Dataset entries

* * * * * * *

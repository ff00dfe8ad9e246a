//! Built-in interceptors.
//!
//! Each type here implements [`Interceptor`](crate::Interceptor) for request
//! descriptors, response envelopes or both. Add them with
//! [`ClientBuilder::request_interceptor`](crate::ClientBuilder::request_interceptor)
//! and [`ClientBuilder::response_interceptor`](crate::ClientBuilder::response_interceptor),
//! or through the builder helpers. Interceptors run in the order they are
//! added.
//!
//! # Feature Flags
//!
//! | Feature | Description |
//! |---------|-------------|
//! | `middleware-basic-auth` | `BasicAuth` and `.with_basic_auth()` |
//! | `middleware-metrics` | `Metrics` and `.with_metrics()` |
//! | `middleware-full` | All of the above |
//!
//! # Available Interceptors
//!
//! ## Request
//!
//! - [`BearerAuth`] - Adds `Authorization: Bearer <token>`, static or refreshed per call
//! - `BasicAuth` - Adds `Authorization: Basic <base64>`
//! - [`SetHeader`] - Sets a header, overriding or only when absent
//! - [`RewriteUrl`] - Rewrites the request URL
//! - [`Logging`] - Logs the outgoing request
//!
//! ## Response
//!
//! - [`UnwrapField`] - Replaces a JSON object body by one of its fields
//! - [`AcceptStatus`] - Treats listed statuses as success
//! - [`ErrorWhen`] - Flags envelopes matching a predicate as errors
//! - [`Logging`] - Logs the response
//! - `Metrics` - Counts responses by method, status and outcome
//!
//! # Example
//!
//! ```ignore
//! use sofetch::Client;
//! use sofetch::middleware::{AcceptStatus, SetHeader, UnwrapField};
//!
//! let client: Client = Client::builder()
//!     .root_url("https://api.example.com")
//!     .request_interceptor(SetHeader::if_absent("Accept", "application/json"))
//!     .response_interceptor(AcceptStatus::new([404]))
//!     .response_interceptor(UnwrapField::new("data"))
//!     .build();
//! ```

#[cfg(feature = "middleware-basic-auth")]
mod basic_auth;
mod bearer_auth;
mod logging;
#[cfg(feature = "middleware-metrics")]
mod metrics;
mod rewrite_url;
mod set_header;
mod status;
mod unwrap_field;

#[cfg(feature = "middleware-basic-auth")]
pub use basic_auth::BasicAuth;
pub use bearer_auth::BearerAuth;
pub use logging::{LogLevel, Logging};
#[cfg(feature = "middleware-metrics")]
pub use metrics::Metrics;
pub use rewrite_url::RewriteUrl;
pub use set_header::SetHeader;
pub use status::{AcceptStatus, ErrorWhen};
pub use unwrap_field::UnwrapField;
//! Client configuration types.

use std::sync::Arc;

use sofetch_core::{Envelope, InterceptorChain, RequestConfig};

/// Lazily read base URL.
///
/// The accessor runs on every call, so a client follows runtime changes
/// (environment switch, tenant selection) without being rebuilt.
///
/// # Example
///
/// ```
/// use sofetch::RootUrl;
///
/// let fixed = RootUrl::fixed("https://api.example.com");
/// assert_eq!(fixed.get(), "https://api.example.com");
///
/// let from_env = RootUrl::from_env("MY_API_URL", "http://localhost:8080");
/// assert_eq!(from_env.get(), "http://localhost:8080");
/// ```
#[derive(Clone)]
pub struct RootUrl {
    accessor: Arc<dyn Fn() -> String + Send + Sync>,
}

impl RootUrl {
    /// Root URL computed by `accessor` at each call.
    pub fn from_fn<F>(accessor: F) -> Self
    where
        F: Fn() -> String + Send + Sync + 'static,
    {
        Self {
            accessor: Arc::new(accessor),
        }
    }

    /// Constant root URL.
    pub fn fixed(url: impl Into<String>) -> Self {
        let url: Arc<str> = Arc::from(url.into());
        Self::from_fn(move || url.to_string())
    }

    /// Root URL read from the environment variable `var` at each call,
    /// `fallback` when unset or not unicode.
    pub fn from_env(var: impl Into<String>, fallback: impl Into<String>) -> Self {
        let var = var.into();
        let fallback = fallback.into();
        Self::from_fn(move || std::env::var(&var).unwrap_or_else(|_| fallback.clone()))
    }

    /// Current value of the root URL.
    #[must_use]
    pub fn get(&self) -> String {
        (self.accessor)()
    }
}

impl Default for RootUrl {
    fn default() -> Self {
        Self::from_fn(String::new)
    }
}

impl std::fmt::Debug for RootUrl {
    fn fmt(&self, f: &mut std::fmt::Formatter<'_>) -> std::fmt::Result {
        f.debug_tuple("RootUrl").field(&self.get()).finish()
    }
}

impl From<&str> for RootUrl {
    fn from(url: &str) -> Self {
        Self::fixed(url)
    }
}

impl From<String> for RootUrl {
    fn from(url: String) -> Self {
        Self::fixed(url)
    }
}

/// Construction options of a [`Client`](crate::Client).
///
/// Every field defaults to "no effect": empty chains and an empty root URL.
pub struct ClientOptions<T = serde_json::Value> {
    /// Request interceptors, in execution order.
    pub request_interceptors: InterceptorChain<RequestConfig>,
    /// Response interceptors, in execution order.
    pub response_interceptors: InterceptorChain<Envelope<T>>,
    /// Base URL prefixed to every path.
    pub root_url: RootUrl,
}

impl<T> Default for ClientOptions<T> {
    fn default() -> Self {
        Self {
            request_interceptors: InterceptorChain::new(),
            response_interceptors: InterceptorChain::new(),
            root_url: RootUrl::default(),
        }
    }
}

impl<T> Clone for ClientOptions<T> {
    fn clone(&self) -> Self {
        Self {
            request_interceptors: self.request_interceptors.clone(),
            response_interceptors: self.response_interceptors.clone(),
            root_url: self.root_url.clone(),
        }
    }
}

impl<T> std::fmt::Debug for ClientOptions<T> {
    fn fmt(&self, f: &mut std::fmt::Formatter<'_>) -> std::fmt::Result {
        f.debug_struct("ClientOptions")
            .field("request_interceptors", &self.request_interceptors.len())
            .field("response_interceptors", &self.response_interceptors.len())
            .field("root_url", &self.root_url)
            .finish()
    }
}
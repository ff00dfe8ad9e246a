//! Response envelope unwrapping.

use std::future;

use serde_json::Value;
use sofetch_core::{Body, Envelope, InterceptFuture, Interceptor};
use tracing::trace;

/// Response interceptor that replaces a JSON object body by one of its
/// fields.
///
/// APIs that wrap every payload (`{"data": ..., "meta": ...}`) can be
/// unwrapped once here instead of at every call site. Bodies that are not an
/// object holding `field` pass through unchanged.
///
/// ```ignore
/// builder.response_interceptor(UnwrapField::new("data"))
/// ```
#[derive(Debug, Clone)]
pub struct UnwrapField {
    field: String,
}

impl UnwrapField {
    /// Unwrap `field`.
    pub fn new(field: impl Into<String>) -> Self {
        Self {
            field: field.into(),
        }
    }
}

impl Interceptor<Envelope<Value>> for UnwrapField {
    fn intercept(&self, mut envelope: Envelope<Value>) -> InterceptFuture<'_, Envelope<Value>> {
        if let Body::Json(Value::Object(object)) = envelope.body_mut()
            && let Some(inner) = object.remove(&self.field)
        {
            trace!(field = %self.field, "unwrapped response field");
            envelope.set_body(Body::Json(inner));
        }
        Box::pin(future::ready(Ok(envelope)))
    }
}
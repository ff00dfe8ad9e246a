//! # Chapter 2: Responses
//!
//! Read what comes back.
//!
//! ## The Envelope
//!
//! Every response becomes an [`Envelope`](crate::Envelope):
//!
//! | Accessor | Description |
//! |----------|-------------|
//! | `status()` | HTTP status code |
//! | `headers()`, `header(name)` | Response headers (case-insensitive) |
//! | `body()` | [`Body::Json`](crate::Body::Json) or [`Body::Text`](crate::Body::Text) |
//! | `json()`, `text()` | Shortcuts into the body |
//! | `is_error()` | Whether the call rejects |
//! | `config()` | The request that produced it |
//!
//! ## Typed Bodies
//!
//! The client's first type parameter is the JSON target:
//!
//! ```ignore
//! #[derive(Debug, Deserialize)]
//! struct User {
//!     id: u64,
//!     name: String,
//! }
//!
//! let client = Client::<User>::builder().root_url("https://api.example.com").build();
//! let envelope = client.get("/users/42", RequestOptions::new()).await?;
//!
//! match envelope.body() {
//!     Body::Json(user) => println!("{}", user.name),
//!     Body::Text(raw) => println!("not a user: {raw}"),
//! }
//! ```
//!
//! A body is decoded only when `content-type` contains `application/json`.
//! A JSON body that does not decode into `T` is kept as text: parsing never
//! fails a call.
//!
//! ## Errors
//!
//! Any status outside `200..300` flags the envelope as an error. Response
//! interceptors may change that flag; whatever it is at the end decides:
//!
//! ```ignore
//! match client.get("/users/0", RequestOptions::new()).await {
//!     Ok(envelope) => println!("found: {:?}", envelope.json()),
//!     Err(FetchError::Status(envelope)) => println!("HTTP {}", envelope.status()),
//!     Err(FetchError::Transport(err)) => println!("network: {err}"),
//!     Err(FetchError::Interceptor(err)) => println!("interceptor: {err}"),
//!     Err(FetchError::Body(err)) => println!("request body: {err}"),
//! }
//! ```
//!
//! ## Next Steps
//!
//! - [Chapter 3: Interceptors][super::chapter_3] - Auth, rewriting, logging, custom interceptors
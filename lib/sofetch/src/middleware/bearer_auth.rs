//! Bearer token authentication.
//!
//! Adds an `Authorization: Bearer <token>` header to every outgoing request.

use std::future;
use std::sync::Arc;

use sofetch_core::{InterceptFuture, Interceptor, RequestConfig};

#[derive(Clone)]
enum TokenSource {
    Static(Arc<str>),
    Dynamic(Arc<dyn Fn() -> Option<String> + Send + Sync>),
}

/// Request interceptor that adds bearer token authentication.
///
/// # Example
///
/// ```ignore
/// use sofetch::Client;
/// use sofetch::middleware::BearerAuth;
///
/// let client: Client = Client::builder()
///     .request_interceptor(BearerAuth::new("my-secret-token"))
///     .build();
/// ```
#[derive(Clone)]
pub struct BearerAuth {
    source: TokenSource,
}

impl BearerAuth {
    /// Always send `token`.
    pub fn new(token: impl Into<String>) -> Self {
        Self {
            source: TokenSource::Static(Arc::from(token.into())),
        }
    }

    /// Ask `source` for the token on every request.
    ///
    /// When it returns `None` the request goes out without an
    /// `Authorization` header.
    pub fn from_fn<F>(source: F) -> Self
    where
        F: Fn() -> Option<String> + Send + Sync + 'static,
    {
        Self {
            source: TokenSource::Dynamic(Arc::new(source)),
        }
    }

    fn token(&self) -> Option<String> {
        match &self.source {
            TokenSource::Static(token) => Some(token.to_string()),
            TokenSource::Dynamic(source) => source(),
        }
    }
}

impl std::fmt::Debug for BearerAuth {
    fn fmt(&self, f: &mut std::fmt::Formatter<'_>) -> std::fmt::Result {
        let source = match self.source {
            TokenSource::Static(_) => "static",
            TokenSource::Dynamic(_) => "dynamic",
        };
        f.debug_struct("BearerAuth")
            .field("source", &source)
            .finish()
    }
}

impl Interceptor<RequestConfig> for BearerAuth {
    fn intercept(&self, mut config: RequestConfig) -> InterceptFuture<'_, RequestConfig> {
        if let Some(token) = self.token() {
            config
                .headers_mut()
                .insert("Authorization", format!("Bearer {token}"));
        }
        Box::pin(future::ready(Ok(config)))
    }
}
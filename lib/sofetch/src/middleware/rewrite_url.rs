//! Request URL rewriting.

use std::future;
use std::sync::Arc;

use sofetch_core::{InterceptFuture, Interceptor, RequestConfig};

/// Request interceptor that rewrites the URL.
///
/// # Example
///
/// ```ignore
/// use sofetch::middleware::RewriteUrl;
///
/// // Route API calls through a local proxy
/// let rewrite = RewriteUrl::replace_prefix("https://api.example.com", "http://localhost:8080");
///
/// // Arbitrary rewrite
/// let versioned = RewriteUrl::new(|url| url.replace("/v1/", "/v2/"));
/// ```
#[derive(Clone)]
pub struct RewriteUrl {
    rewrite: Arc<dyn Fn(&str) -> String + Send + Sync>,
}

impl RewriteUrl {
    /// Rewrite every URL with `rewrite`.
    pub fn new<F>(rewrite: F) -> Self
    where
        F: Fn(&str) -> String + Send + Sync + 'static,
    {
        Self {
            rewrite: Arc::new(rewrite),
        }
    }

    /// Replace a leading `from` by `to`. Other URLs are left untouched.
    pub fn replace_prefix(from: impl Into<String>, to: impl Into<String>) -> Self {
        let from = from.into();
        let to = to.into();
        Self::new(move |url| match url.strip_prefix(from.as_str()) {
            Some(rest) => format!("{to}{rest}"),
            None => url.to_string(),
        })
    }
}

impl std::fmt::Debug for RewriteUrl {
    fn fmt(&self, f: &mut std::fmt::Formatter<'_>) -> std::fmt::Result {
        f.debug_struct("RewriteUrl").finish_non_exhaustive()
    }
}

impl Interceptor<RequestConfig> for RewriteUrl {
    fn intercept(&self, mut config: RequestConfig) -> InterceptFuture<'_, RequestConfig> {
        let url = (self.rewrite)(config.url());
        config.set_url(url);
        Box::pin(future::ready(Ok(config)))
    }
}
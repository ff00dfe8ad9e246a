//! Error normalization on response envelopes.
//!
//! The client rejects a call when the final envelope is flagged as an error.
//! These interceptors change that flag.

use std::collections::HashSet;
use std::future;
use std::sync::Arc;

use sofetch_core::{Envelope, InterceptFuture, Interceptor};

/// Response interceptor that treats the listed statuses as success.
///
/// ```ignore
/// // A missing resource is an expected answer here
/// builder.response_interceptor(AcceptStatus::new([404]))
/// ```
#[derive(Debug, Clone)]
pub struct AcceptStatus {
    statuses: HashSet<u16>,
}

impl AcceptStatus {
    /// Accept every status in `statuses`.
    pub fn new(statuses: impl IntoIterator<Item = u16>) -> Self {
        Self {
            statuses: statuses.into_iter().collect(),
        }
    }
}

impl<T: Send + 'static> Interceptor<Envelope<T>> for AcceptStatus {
    fn intercept(&self, mut envelope: Envelope<T>) -> InterceptFuture<'_, Envelope<T>> {
        if self.statuses.contains(&envelope.status()) {
            envelope.set_error(false);
        }
        Box::pin(future::ready(Ok(envelope)))
    }
}

/// Response interceptor that flags an envelope as an error when a predicate
/// holds.
///
/// Useful for APIs that answer `200` with an error payload.
///
/// ```ignore
/// builder.response_interceptor(ErrorWhen::new(|envelope: &Envelope| {
///     envelope.json().is_some_and(|body| body["ok"] == false)
/// }))
/// ```
pub struct ErrorWhen<T> {
    predicate: Arc<dyn Fn(&Envelope<T>) -> bool + Send + Sync>,
}

impl<T> ErrorWhen<T> {
    /// Flag envelopes for which `predicate` returns `true`.
    pub fn new<F>(predicate: F) -> Self
    where
        F: Fn(&Envelope<T>) -> bool + Send + Sync + 'static,
    {
        Self {
            predicate: Arc::new(predicate),
        }
    }
}

impl<T> Clone for ErrorWhen<T> {
    fn clone(&self) -> Self {
        Self {
            predicate: Arc::clone(&self.predicate),
        }
    }
}

impl<T> std::fmt::Debug for ErrorWhen<T> {
    fn fmt(&self, f: &mut std::fmt::Formatter<'_>) -> std::fmt::Result {
        f.debug_struct("ErrorWhen").finish_non_exhaustive()
    }
}

impl<T: Send + 'static> Interceptor<Envelope<T>> for ErrorWhen<T> {
    fn intercept(&self, mut envelope: Envelope<T>) -> InterceptFuture<'_, Envelope<T>> {
        if (self.predicate)(&envelope) {
            envelope.set_error(true);
        }
        Box::pin(future::ready(Ok(envelope)))
    }
}

#[cfg(test)]
mod tests {
    use serde_json::{Value, json};
    use sofetch_core::{Body, Headers};

    use super::*;

    fn envelope(status: u16, body: Value) -> Envelope<Value> {
        Envelope::new(status, Headers::new(), Body::Json(body))
    }

    #[tokio::test]
    async fn accept_status_clears_listed_errors() {
        let accept = AcceptStatus::new([404, 409]);

        let not_found = accept
            .intercept(envelope(404, json!(null)))
            .await
            .expect("intercept");
        assert!(not_found.is_success());

        let server_error = accept
            .intercept(envelope(500, json!(null)))
            .await
            .expect("intercept");
        assert!(server_error.is_error());
    }

    #[tokio::test]
    async fn error_when_flags_matching_envelopes() {
        let error_when = ErrorWhen::new(|envelope: &Envelope<Value>| {
            envelope.json().is_some_and(|b| b["ok"] == json!(false))
        });

        let failed = error_when
            .intercept(envelope(200, json!({"ok": false})))
            .await
            .expect("intercept");
        assert!(failed.is_error());

        let passed = error_when
            .intercept(envelope(200, json!({"ok": true})))
            .await
            .expect("intercept");
        assert!(passed.is_success());
    }
}
//! Response metrics using the metrics crate facade.
//!
//! Counts responses with the `metrics` crate, which allows integration with
//! various metrics backends (Prometheus, `StatsD`, etc.).

use std::future;

use sofetch_core::{Envelope, InterceptFuture, Interceptor, RequestConfig};

/// Labels used for metrics.
const LABEL_METHOD: &str = "method";
const LABEL_STATUS: &str = "status";
const LABEL_OUTCOME: &str = "outcome";

/// Metric names.
const METRIC_RESPONSES_TOTAL: &str = "http_client_responses_total";

/// Response interceptor that records HTTP metrics.
///
/// Records `http_client_responses_total` (counter), labeled by method, status
/// and outcome (`success` or `error`, read from the envelope flag at this
/// point of the chain).
///
/// Transport failures never reach the response chain and are not counted.
///
/// # Example
///
/// ```ignore
/// use sofetch::middleware::Metrics;
///
/// let client: sofetch::Client = sofetch::Client::builder()
///     .response_interceptor(Metrics::new())
///     .build();
/// ```
#[derive(Debug, Clone, Copy, Default)]
pub struct Metrics {
    _private: (),
}

impl Metrics {
    /// Create a new metrics interceptor.
    #[must_use]
    pub fn new() -> Self {
        Self { _private: () }
    }
}

impl<T: Send + 'static> Interceptor<Envelope<T>> for Metrics {
    fn intercept(&self, envelope: Envelope<T>) -> InterceptFuture<'_, Envelope<T>> {
        let method = envelope
            .config()
            .map(RequestConfig::method)
            .unwrap_or_default()
            .to_string();
        let outcome = if envelope.is_error() {
            "error"
        } else {
            "success"
        };

        metrics::counter!(
            METRIC_RESPONSES_TOTAL,
            LABEL_METHOD => method,
            LABEL_STATUS => envelope.status().to_string(),
            LABEL_OUTCOME => outcome
        )
        .increment(1);

        Box::pin(future::ready(Ok(envelope)))
    }
}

* * * * * * *

Action item: Retype only the stretch of lines above starting at the one with "Self::new(move |url| match" and stopping at the one with "change that flag.", exactly as written, with both kept.

Problem solution:
        Self::new(move |url| match url.strip_prefix(from.as_str()) {
            Some(rest) => format!("{to}{rest}"),
            None => url.to_string(),
        })
    }
}

impl std::fmt::Debug for RewriteUrl {
    fn fmt(&self, f: &mut std::fmt::Formatter<'_>) -> std::fmt::Result {
        f.debug_struct("RewriteUrl").finish_non_exhaustive()
    }
}

impl Interceptor<RequestConfig> for RewriteUrl {
    fn intercept(&self, mut config: RequestConfig) -> InterceptFuture<'_, RequestConfig> {
        let url = (self.rewrite)(config.url());
        config.set_url(url);
        Box::pin(future::ready(Ok(config)))
    }
}
repository ff00dfe8ad9e246a
//! Error normalization on response envelopes.
//!
//! The client rejects a call when the final envelope is flagged as an error.
//! These interceptors change that flag.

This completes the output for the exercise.